# DIRECTIONS FOR THIS TASK
Each line of the records below that holds "chunks" should be returned.
BEGIN
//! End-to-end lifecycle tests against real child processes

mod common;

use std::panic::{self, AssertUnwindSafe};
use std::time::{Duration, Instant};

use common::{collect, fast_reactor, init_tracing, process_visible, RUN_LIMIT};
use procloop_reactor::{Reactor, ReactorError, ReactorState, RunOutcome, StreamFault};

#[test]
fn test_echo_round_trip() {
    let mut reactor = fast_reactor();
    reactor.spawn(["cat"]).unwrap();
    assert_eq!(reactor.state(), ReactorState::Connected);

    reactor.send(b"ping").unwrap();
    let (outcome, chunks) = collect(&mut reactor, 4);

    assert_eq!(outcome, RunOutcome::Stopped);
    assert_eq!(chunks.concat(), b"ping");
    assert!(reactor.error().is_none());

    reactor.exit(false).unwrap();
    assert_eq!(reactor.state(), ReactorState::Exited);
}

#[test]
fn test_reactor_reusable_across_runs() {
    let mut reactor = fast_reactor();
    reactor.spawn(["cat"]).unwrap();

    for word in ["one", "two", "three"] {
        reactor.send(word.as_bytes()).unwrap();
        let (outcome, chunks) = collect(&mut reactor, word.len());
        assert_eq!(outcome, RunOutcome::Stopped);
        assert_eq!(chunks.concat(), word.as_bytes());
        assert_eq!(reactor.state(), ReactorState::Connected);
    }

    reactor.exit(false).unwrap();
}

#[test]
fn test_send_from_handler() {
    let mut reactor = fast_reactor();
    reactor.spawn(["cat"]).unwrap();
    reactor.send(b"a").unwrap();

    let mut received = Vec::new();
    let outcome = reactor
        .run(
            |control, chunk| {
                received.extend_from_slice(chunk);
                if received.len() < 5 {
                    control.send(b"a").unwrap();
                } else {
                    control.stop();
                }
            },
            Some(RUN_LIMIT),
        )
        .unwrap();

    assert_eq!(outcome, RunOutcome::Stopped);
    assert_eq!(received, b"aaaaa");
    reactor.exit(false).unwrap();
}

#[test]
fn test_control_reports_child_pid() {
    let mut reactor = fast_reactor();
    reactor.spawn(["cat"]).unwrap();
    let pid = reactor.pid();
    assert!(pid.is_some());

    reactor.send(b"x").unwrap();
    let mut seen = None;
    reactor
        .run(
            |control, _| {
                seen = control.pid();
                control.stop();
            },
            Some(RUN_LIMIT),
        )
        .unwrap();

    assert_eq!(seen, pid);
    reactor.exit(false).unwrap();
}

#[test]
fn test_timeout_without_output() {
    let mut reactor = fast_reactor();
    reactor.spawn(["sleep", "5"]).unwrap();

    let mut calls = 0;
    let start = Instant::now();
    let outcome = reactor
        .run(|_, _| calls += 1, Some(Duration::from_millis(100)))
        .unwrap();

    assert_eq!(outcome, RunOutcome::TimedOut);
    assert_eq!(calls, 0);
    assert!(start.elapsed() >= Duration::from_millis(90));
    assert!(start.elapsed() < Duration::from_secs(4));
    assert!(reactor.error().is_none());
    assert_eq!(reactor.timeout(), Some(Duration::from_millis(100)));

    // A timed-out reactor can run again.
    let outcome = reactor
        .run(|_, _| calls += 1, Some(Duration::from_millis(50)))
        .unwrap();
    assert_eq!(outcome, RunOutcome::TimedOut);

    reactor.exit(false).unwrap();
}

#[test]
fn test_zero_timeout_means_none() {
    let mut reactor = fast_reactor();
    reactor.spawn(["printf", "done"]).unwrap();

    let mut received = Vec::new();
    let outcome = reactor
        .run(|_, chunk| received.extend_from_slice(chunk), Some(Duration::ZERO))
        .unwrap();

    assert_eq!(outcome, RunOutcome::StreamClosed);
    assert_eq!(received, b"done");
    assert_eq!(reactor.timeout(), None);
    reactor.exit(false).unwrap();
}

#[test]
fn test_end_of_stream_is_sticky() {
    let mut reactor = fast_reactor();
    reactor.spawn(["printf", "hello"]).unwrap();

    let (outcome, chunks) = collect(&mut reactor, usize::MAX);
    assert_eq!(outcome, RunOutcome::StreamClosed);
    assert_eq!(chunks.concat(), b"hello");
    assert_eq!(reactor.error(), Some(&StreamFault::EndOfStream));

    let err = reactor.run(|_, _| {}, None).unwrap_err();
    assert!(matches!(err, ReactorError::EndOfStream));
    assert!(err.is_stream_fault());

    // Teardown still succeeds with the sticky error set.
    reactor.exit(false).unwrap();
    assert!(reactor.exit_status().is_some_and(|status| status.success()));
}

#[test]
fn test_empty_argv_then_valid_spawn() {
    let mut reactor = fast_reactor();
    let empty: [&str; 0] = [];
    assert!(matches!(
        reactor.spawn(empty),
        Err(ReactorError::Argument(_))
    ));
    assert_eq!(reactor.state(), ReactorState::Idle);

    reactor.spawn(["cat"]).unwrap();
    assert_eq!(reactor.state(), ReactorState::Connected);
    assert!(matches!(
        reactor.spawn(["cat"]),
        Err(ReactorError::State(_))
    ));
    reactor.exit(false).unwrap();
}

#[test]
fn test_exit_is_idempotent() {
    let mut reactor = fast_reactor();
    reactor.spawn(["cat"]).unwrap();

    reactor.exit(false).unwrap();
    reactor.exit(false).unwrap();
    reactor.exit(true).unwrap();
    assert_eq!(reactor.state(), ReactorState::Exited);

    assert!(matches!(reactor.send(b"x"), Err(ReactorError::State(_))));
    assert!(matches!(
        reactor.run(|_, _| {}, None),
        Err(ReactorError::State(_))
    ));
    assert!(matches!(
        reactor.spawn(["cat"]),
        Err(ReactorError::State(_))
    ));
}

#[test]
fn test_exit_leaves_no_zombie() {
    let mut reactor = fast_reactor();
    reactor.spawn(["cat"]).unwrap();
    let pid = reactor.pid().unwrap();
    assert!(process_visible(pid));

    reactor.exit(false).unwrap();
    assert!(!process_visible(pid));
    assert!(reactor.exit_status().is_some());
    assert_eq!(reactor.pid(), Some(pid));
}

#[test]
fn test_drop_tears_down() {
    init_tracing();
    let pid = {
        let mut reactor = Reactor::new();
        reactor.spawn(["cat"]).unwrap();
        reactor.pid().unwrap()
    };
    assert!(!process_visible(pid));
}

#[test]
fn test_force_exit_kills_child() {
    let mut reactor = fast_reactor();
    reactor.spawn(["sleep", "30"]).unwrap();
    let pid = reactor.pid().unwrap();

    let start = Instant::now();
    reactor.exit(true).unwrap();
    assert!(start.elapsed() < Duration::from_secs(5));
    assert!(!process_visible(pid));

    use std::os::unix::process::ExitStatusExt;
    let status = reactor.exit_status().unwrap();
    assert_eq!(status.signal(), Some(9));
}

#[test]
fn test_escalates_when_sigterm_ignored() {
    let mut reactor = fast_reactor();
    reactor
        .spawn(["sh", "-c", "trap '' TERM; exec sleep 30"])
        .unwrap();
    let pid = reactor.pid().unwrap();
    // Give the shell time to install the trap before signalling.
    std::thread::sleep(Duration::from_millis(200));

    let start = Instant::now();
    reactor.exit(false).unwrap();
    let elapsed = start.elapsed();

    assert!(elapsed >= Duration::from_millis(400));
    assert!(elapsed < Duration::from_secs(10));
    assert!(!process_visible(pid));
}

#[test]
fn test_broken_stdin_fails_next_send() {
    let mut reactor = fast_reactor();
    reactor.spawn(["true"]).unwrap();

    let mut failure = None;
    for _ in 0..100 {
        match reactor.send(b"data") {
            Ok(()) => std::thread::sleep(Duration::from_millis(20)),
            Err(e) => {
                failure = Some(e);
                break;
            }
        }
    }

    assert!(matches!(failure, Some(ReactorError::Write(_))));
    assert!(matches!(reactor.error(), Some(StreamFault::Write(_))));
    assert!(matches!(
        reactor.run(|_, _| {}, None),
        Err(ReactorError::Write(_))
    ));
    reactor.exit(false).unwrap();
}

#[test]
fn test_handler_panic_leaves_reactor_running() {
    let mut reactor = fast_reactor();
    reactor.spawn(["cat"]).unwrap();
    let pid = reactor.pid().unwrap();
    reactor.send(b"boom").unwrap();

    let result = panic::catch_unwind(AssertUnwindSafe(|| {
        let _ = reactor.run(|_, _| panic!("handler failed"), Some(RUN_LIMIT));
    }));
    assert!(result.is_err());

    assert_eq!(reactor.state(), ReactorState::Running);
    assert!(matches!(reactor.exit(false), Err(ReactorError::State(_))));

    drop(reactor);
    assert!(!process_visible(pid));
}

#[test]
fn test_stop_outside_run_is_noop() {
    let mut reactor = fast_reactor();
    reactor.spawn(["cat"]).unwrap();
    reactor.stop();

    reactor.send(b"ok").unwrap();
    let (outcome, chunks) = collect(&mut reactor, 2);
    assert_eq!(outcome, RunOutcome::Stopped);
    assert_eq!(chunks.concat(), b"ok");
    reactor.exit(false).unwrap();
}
END
# YOUR SOLUTION
    let (outcome, chunks) = collect(&mut reactor, 4);
    assert_eq!(chunks.concat(), b"ping");
        let (outcome, chunks) = collect(&mut reactor, word.len());
        assert_eq!(chunks.concat(), word.as_bytes());
    let (outcome, chunks) = collect(&mut reactor, usize::MAX);
    assert_eq!(chunks.concat(), b"hello");
    let (outcome, chunks) = collect(&mut reactor, 2);
    assert_eq!(chunks.concat(), b"ok");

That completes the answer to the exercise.